В Париже я отдала свою «контрабанду» Лидии Владимировне.
Потом я перестала уже у неё жить, потому что мне какие-то знакомые давали шестиметровую комнату. Это была маленькая квадратная комнатка, по-моему, даже без холодильника. И мне сказали: «Если ты от этой комнаты потеряешь ключ, то ты больше никогда сюда не попадёшь, и вообще никто не войдёт…» Я до сих пор помню, что ключ у меня висел на шее.
В этой комнате я часами читала запрещённые в СССР книги. В Париже я буквально набрасывалась на запрещённую у нас литературу, читала запоем и говорила себе: «Валя, что ты читаешь?
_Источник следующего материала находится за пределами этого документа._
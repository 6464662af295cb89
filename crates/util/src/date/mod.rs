//! Date and duration utilities.
//!
//! [`DateFormatter`] carries locale and offset configuration explicitly.
//! [`format_duration`] formats millisecond counts with fixed-size units.

mod config;
mod duration;
mod formatter;
mod range;
mod relative;

pub use config::{DateConfig, DurationLabels, Locale, DEFAULT_FORMAT, EN_DURATION_LABELS, ZH_CN_DURATION_LABELS};
pub use duration::{
    format_duration, format_duration_with, DurationOutput, DurationParts, DurationUnit, DAY_MS, HOUR_MS,
    MINUTE_MS, MONTH_MS, SECOND_MS, YEAR_MS,
};
pub use formatter::{format_date, parse_date, DateFormatter};
pub use range::{date_range, days_in_month, diff, end_of, is_leap_year, preset_range, start_of, DiffUnit, RangePreset, TimeUnit};
pub use relative::relative_time;
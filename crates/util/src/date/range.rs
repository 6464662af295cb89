//! Calendar ranges: unit boundaries, presets, day lists and differences.

use super::formatter::at_offset;
use chrono::{DateTime, Datelike, Days, FixedOffset, Months, NaiveDate, NaiveTime, TimeDelta};
use serde::Deserialize;

/// Calendar unit for [`start_of`] and [`end_of`].
#[derive(Debug, Clone, Copy, PartialEq, Eq, Deserialize)]
#[serde(rename_all = "snake_case")]
pub enum TimeUnit {
    Day,
    Week,
    Month,
    Year,
}

/// Unit for [`diff`].
#[derive(Debug, Clone, Copy, PartialEq, Eq, Deserialize)]
#[serde(rename_all = "snake_case")]
pub enum DiffUnit {
    Millisecond,
    Second,
    Minute,
    Hour,
    Day,
    Week,
    Month,
    Year,
}

/// Named ranges relative to "now".
#[derive(Debug, Clone, Copy, PartialEq, Eq, Deserialize)]
#[serde(rename_all = "snake_case")]
pub enum RangePreset {
    Today,
    Yesterday,
    Last7Days,
    Last30Days,
    ThisWeek,
    LastWeek,
    ThisMonth,
    LastMonth,
    ThisYear,
}

/// First instant of the unit containing `date`, in `date`'s offset.
///
/// `week_start` counts from Sunday = 0.
pub fn start_of(date: &DateTime<FixedOffset>, unit: TimeUnit, week_start: u32) -> DateTime<FixedOffset> {
    let day = date.date_naive();
    let first = match unit {
        TimeUnit::Day => day,
        TimeUnit::Week => {
            let back = (day.weekday().num_days_from_sunday() + 7 - week_start % 7) % 7;
            day - Days::new(u64::from(back))
        }
        TimeUnit::Month => day - Days::new(u64::from(day.day0())),
        TimeUnit::Year => day - Days::new(u64::from(day.ordinal0())),
    };
    at_offset(first.and_time(NaiveTime::MIN), *date.offset())
}

/// Last millisecond of the unit containing `date`.
pub fn end_of(date: &DateTime<FixedOffset>, unit: TimeUnit, week_start: u32) -> DateTime<FixedOffset> {
    let start = start_of(date, unit, week_start);
    let next = match unit {
        TimeUnit::Day => start + Days::new(1),
        TimeUnit::Week => start + Days::new(7),
        TimeUnit::Month => start + Months::new(1),
        TimeUnit::Year => start + Months::new(12),
    };
    next - TimeDelta::milliseconds(1)
}

/// Start and end of a named range around `now`.
///
/// ```
/// use utilkit::date::{parse_date, preset_range, RangePreset};
///
/// let now = parse_date("2024-03-15 10:30:00").unwrap();
/// let (start, end) = preset_range(RangePreset::LastMonth, &now, 0);
/// assert_eq!(start.to_rfc3339(), "2024-02-01T00:00:00+00:00");
/// assert_eq!(end.format("%Y-%m-%d %H:%M:%S%.3f").to_string(), "2024-02-29 23:59:59.999");
/// ```
pub fn preset_range(
    preset: RangePreset,
    now: &DateTime<FixedOffset>,
    week_start: u32,
) -> (DateTime<FixedOffset>, DateTime<FixedOffset>) {
    let span = |from: DateTime<FixedOffset>, to: DateTime<FixedOffset>, unit: TimeUnit| {
        (start_of(&from, unit, week_start), end_of(&to, unit, week_start))
    };
    match preset {
        RangePreset::Today => span(*now, *now, TimeUnit::Day),
        RangePreset::Yesterday => {
            let day = *now - Days::new(1);
            span(day, day, TimeUnit::Day)
        }
        RangePreset::Last7Days => span(*now - Days::new(6), *now, TimeUnit::Day),
        RangePreset::Last30Days => span(*now - Days::new(29), *now, TimeUnit::Day),
        RangePreset::ThisWeek => span(*now, *now, TimeUnit::Week),
        RangePreset::LastWeek => {
            let day = *now - Days::new(7);
            span(day, day, TimeUnit::Week)
        }
        RangePreset::ThisMonth => span(*now, *now, TimeUnit::Month),
        RangePreset::LastMonth => {
            let day = start_of(now, TimeUnit::Month, week_start) - Days::new(1);
            span(day, day, TimeUnit::Month)
        }
        RangePreset::ThisYear => span(*now, *now, TimeUnit::Year),
    }
}

/// Every `step_days`-th calendar day from `start` through `end`, inclusive.
///
/// A zero step is treated as one; a reversed range is empty.
///
/// ```
/// use chrono::NaiveDate;
/// use utilkit::date::date_range;
///
/// let start = NaiveDate::from_ymd_opt(2024, 2, 27).unwrap();
/// let end = NaiveDate::from_ymd_opt(2024, 3, 1).unwrap();
/// let days: Vec<String> = date_range(start, end, 1).iter().map(|d| d.to_string()).collect();
/// assert_eq!(days, ["2024-02-27", "2024-02-28", "2024-02-29", "2024-03-01"]);
/// ```
pub fn date_range(start: NaiveDate, end: NaiveDate, step_days: u64) -> Vec<NaiveDate> {
    let step = Days::new(step_days.max(1));
    let mut out = Vec::new();
    let mut current = start;
    while current <= end {
        out.push(current);
        match current.checked_add_days(step) {
            Some(next) => current = next,
            None => break,
        }
    }
    out
}

/// `a - b` in whole units, truncated toward zero.
///
/// Months and years are calendar based: a month has passed once the same
/// day-of-month and time is reached again, with the day clamped to the end
/// of shorter months.
pub fn diff(a: &DateTime<FixedOffset>, b: &DateTime<FixedOffset>, unit: DiffUnit) -> i64 {
    let ms = a.timestamp_millis() - b.timestamp_millis();
    match unit {
        DiffUnit::Millisecond => ms,
        DiffUnit::Second => ms / 1000,
        DiffUnit::Minute => ms / 60_000,
        DiffUnit::Hour => ms / 3_600_000,
        DiffUnit::Day => ms / 86_400_000,
        DiffUnit::Week => ms / (7 * 86_400_000),
        DiffUnit::Month => month_diff(a, b),
        DiffUnit::Year => month_diff(a, b) / 12,
    }
}

/// Whole calendar months from `b` to `a`. The anchor day is clamped to the
/// length of the target month, so Jan 31 to Feb 29 counts as one month.
fn month_diff(a: &DateTime<FixedOffset>, b: &DateTime<FixedOffset>) -> i64 {
    if a < b {
        return -month_diff(b, a);
    }
    let later = a.naive_local();
    let earlier = b.with_timezone(a.offset()).naive_local();
    let mut months = i64::from(later.year() - earlier.year()) * 12 + i64::from(later.month())
        - i64::from(earlier.month());
    let anchor_day = earlier.day().min(days_in_month(later.year(), later.month()));
    if (later.day(), later.time()) < (anchor_day, earlier.time()) {
        months -= 1;
    }
    months
}

pub fn is_leap_year(year: i32) -> bool {
    (year % 4 == 0 && year % 100 != 0) || year % 400 == 0
}

/// Days in a 1-based month; `0` for an invalid month.
pub fn days_in_month(year: i32, month: u32) -> u32 {
    match month {
        1 | 3 | 5 | 7 | 8 | 10 | 12 => 31,
        4 | 6 | 9 | 11 => 30,
        2 if is_leap_year(year) => 29,
        2 => 28,
        _ => 0,
    }
}
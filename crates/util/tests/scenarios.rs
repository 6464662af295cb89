use serde_json::json;

use utilkit::array::{chunk, list_to_tree, tree_path, TreeOptions};
use utilkit::date::{format_duration, DateConfig, DateFormatter, DurationOutput, Locale};
use utilkit::object::{deep_clone, get, set};
use utilkit::strings::{template, truncate};
use utilkit::types::{is_empty, parse_json_str};
use utilkit::{AnyValue, UtilError};

#[test]
fn truncate_long_string_with_default_ellipsis() {
    assert_eq!(truncate("12345678901234567890", 10, None), "1234567...");
}

#[test]
fn chunk_ten_items_by_three() {
    let items: Vec<i32> = (1..=10).collect();
    assert_eq!(
        chunk(&items, 3),
        vec![vec![1, 2, 3], vec![4, 5, 6], vec![7, 8, 9], vec![10]]
    );
    assert_eq!(chunk(&items, 0), vec![items.clone()]);
}

#[test]
fn format_duration_clock_template() {
    assert_eq!(
        format_duration(3_661_000, Some("HH:mm:ss")),
        DurationOutput::Text("01:01:01".to_string())
    );
    assert_eq!(format_duration(3_661_000, None).to_string(), "1 hour 1 minute 1 second");
    assert_eq!(format_duration(5_400_000, Some("H")), DurationOutput::Total(1.5));
}

#[test]
fn is_empty_scenarios() {
    assert!(is_empty(&AnyValue::from("   ")));
    assert!(!is_empty(&AnyValue::from(0)));
}

#[test]
fn parse_json_str_keeps_invalid_json_text() {
    assert_eq!(parse_json_str(Some("{invalid json}"), None), json!("{invalid json}"));
}

#[test]
fn deep_clone_strips_class_from_instances() {
    let user = AnyValue::instance("User", [("name", AnyValue::from("Ann"))]);
    let cloned = deep_clone(&user);
    assert_eq!(cloned, AnyValue::object([("name", AnyValue::from("Ann"))]));
}

#[test]
fn formatter_is_configured_explicitly() {
    let utc = DateFormatter::default();
    let shanghai = DateFormatter::new(DateConfig {
        locale: Locale::ZhCn,
        utc_offset_minutes: 8 * 60,
        ..DateConfig::default()
    });

    let instant = utc.parse("2024-03-01T16:30:00Z").unwrap();
    assert_eq!(utc.format(&instant, "YYYY-MM-DD HH:mm"), "2024-03-01 16:30");
    assert_eq!(shanghai.format(&instant, "YYYY-MM-DD HH:mm"), "2024-03-02 00:30");
    assert_eq!(utc.parse("not a date"), Err(UtilError::InvalidDate));
}

#[test]
fn tree_built_from_rows_and_searched() {
    let rows = vec![
        json!({"id": 1, "parentId": null, "name": "root"}),
        json!({"id": 2, "parentId": 1, "name": "docs"}),
        json!({"id": 3, "parentId": 2, "name": "guide"}),
    ];
    let options = TreeOptions::default();
    let tree = list_to_tree(&rows, &options);
    assert_eq!(tree.len(), 1);
    assert_eq!(get(&tree[0], "children[0].children[0].name"), Some(&json!("guide")));
    assert_eq!(
        tree_path(&tree, |n| n["name"] == "guide", &options),
        Some(vec![json!(1), json!(2), json!(3)])
    );
}

#[test]
fn template_reads_values_written_by_set() {
    let mut data = json!({});
    set(&mut data, "order.items[0].sku", json!("A-1")).unwrap();
    set(&mut data, "order.total", json!(9.5)).unwrap();
    assert_eq!(
        template("{{ order.items[0].sku }} costs ${order.total}", &data),
        "A-1 costs 9.5"
    );
}
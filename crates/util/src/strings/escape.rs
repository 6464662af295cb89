use regex::Regex;
use std::sync::LazyLock;

static TAG_RE: LazyLock<Regex> = LazyLock::new(|| Regex::new(r"<[^>]*>").expect("valid regex"));

/// Escape the five HTML-significant characters.
///
/// # Examples
///
/// ```
/// use utilkit::strings::escape_html;
///
/// assert_eq!(escape_html("<a href=\"x\">Tom & 'Jerry'</a>"),
///     "&lt;a href=&quot;x&quot;&gt;Tom &amp; &#39;Jerry&#39;&lt;/a&gt;");
/// ```
pub fn escape_html(s: &str) -> String {
    let mut out = String::with_capacity(s.len());
    for ch in s.chars() {
        match ch {
            '&' => out.push_str("&amp;"),
            '<' => out.push_str("&lt;"),
            '>' => out.push_str("&gt;"),
            '"' => out.push_str("&quot;"),
            '\'' => out.push_str("&#39;"),
            _ => out.push(ch),
        }
    }
    out
}

/// Reverse of [`escape_html`]. Also understands `&apos;` and `&#x27;`.
pub fn unescape_html(s: &str) -> String {
    const ENTITIES: [(&str, char); 7] = [
        ("&amp;", '&'),
        ("&lt;", '<'),
        ("&gt;", '>'),
        ("&quot;", '"'),
        ("&#39;", '\''),
        ("&apos;", '\''),
        ("&#x27;", '\''),
    ];

    let mut out = String::with_capacity(s.len());
    let mut rest = s;
    'outer: while let Some(pos) = rest.find('&') {
        out.push_str(&rest[..pos]);
        rest = &rest[pos..];
        for (entity, ch) in ENTITIES {
            if let Some(tail) = rest.strip_prefix(entity) {
                out.push(ch);
                rest = tail;
                continue 'outer;
            }
        }
        out.push('&');
        rest = &rest[1..];
    }
    out.push_str(rest);
    out
}

/// Remove anything that looks like an HTML tag.
pub fn strip_html(s: &str) -> String {
    TAG_RE.replace_all(s, "").into_owned()
}
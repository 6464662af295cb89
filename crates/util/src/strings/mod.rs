//! String utilities.
//!
//! Case conversion, truncation, templating, padding, HTML escaping and a few
//! small text helpers.

mod case;
mod escape;
mod misc;
mod pad;
mod template;
mod truncate;
mod util;

pub use case::{camel_case, capitalize, constant_case, kebab_case, lower_first, pascal_case, snake_case, title_case, upper_first};
pub use escape::{escape_html, strip_html, unescape_html};
pub use misc::{count_occurrences, mask, random_string, reverse, slugify};
pub use pad::{pad_end, pad_start};
pub use template::template;
pub use truncate::{truncate, DEFAULT_ELLIPSIS};
pub use util::{is_letter, is_punctuation, is_whitespace, words, CharPredicate};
Там, за окном, Париж, иди на улицу, а не сиди в четырёх стенах!» Но оторваться было невозможно.
Париж. Лидия Владимировна. Я говорила, что очень ее люблю
Вообще я скажу, что я близорукая, между нами говоря, потому что я читала запоем в родной Сибири всё, что попадёт в руку: Чехова, Пушкина. И потеряла глаза, зрение стало минус четыре. А вообще все близорукие люди мир видят иначе, у них граница совсем близко, дальше они не видят, поэтому неизвестно, что там происходит, если смотреть на мир без очков. А без них всё видимое находится где-то на расстоянии вытянутой руки. Я близорука, поэтому вижу близко, и это накладывает на характер какой-то свой отпечаток. Ну как сказать? Ты находишься всё время в своей скорлупе, на расстоянии вытянутой руки, и туда уже, в мир, не выходишь. Поэтому я не могу назвать себя смелой, как раз смелости мне всегда не хватало.
Но было во мне, наверное, что-то такое (не знаю, как назвать), что позволяло мне жить в большом Париже одной, с этими ключами, которые висели на шее.
Чтобы не тратить на еду деньги, которых всегда было в обрез, а так хотелось купить что-либо себе или Ксюше в Париже, я в Москве делала заготовки на каждый день. Ну, это же не придумать!
Я раскладывала по пакетикам свой сухой паёк: печенье, яблоки, какие-нибудь консервы, сухую колбасу. И у меня на все дни были заготовлены эти брикеты. Я никогда не тратила деньги на еду, всё везла из Москвы. Во Францию я отправлялась с определённой сумкой, в которую всё можно было уложить.
В Париже на вокзале меня встречала Лидия Владимировна, которая тогда ещё была женщина в силе, и все сумки эти мы пёрли вдвоем. Брали какую-то коляску и допирали до такси, за такси расплачивалась Лидия Владимировна. И она видела, что я, конечно, берегу каждый франк и не знаю, на что его лучше потратить: и это хотелось, и то хотелось. У нас ведь ничего не было.
И у меня всегда первая парижская неделя проходила в состоянии глубокой депрессии. Лидии Владимировне я этого не показывала. Я не знаю, почему я впадала в депрессию, но ничего не могла с собой поделать.
Вспоминается очень характерный эпизод, когда однажды я впервые попала в шикарный магазин «Галери Лафайет». Я ходила по всем этажам, и это изобилие, эти горы вещей, этот выбор на любые деньги просто убивал наповал. Всё начинало плыть перед глазами: платья, юбки, блузки, сумки. Я вышла и почувствовала, что меня тошнит. Судорогой сводило желудок. Жуткое ощущение!
Я ничего не съела, меня тошнило от нервного потрясения, и я думала: «Господи, да почему же это такое случилось? У нас та же голова, те же две руки, те же две ноги, и почти что такое же туловище, и почему мы там вот так, а здесь вот так?» Меня мутило, а живот был приклеен, по-моему, к позвоночнику. Я села на какой-то гранитный подоконник и ушла в свои грустные мысли.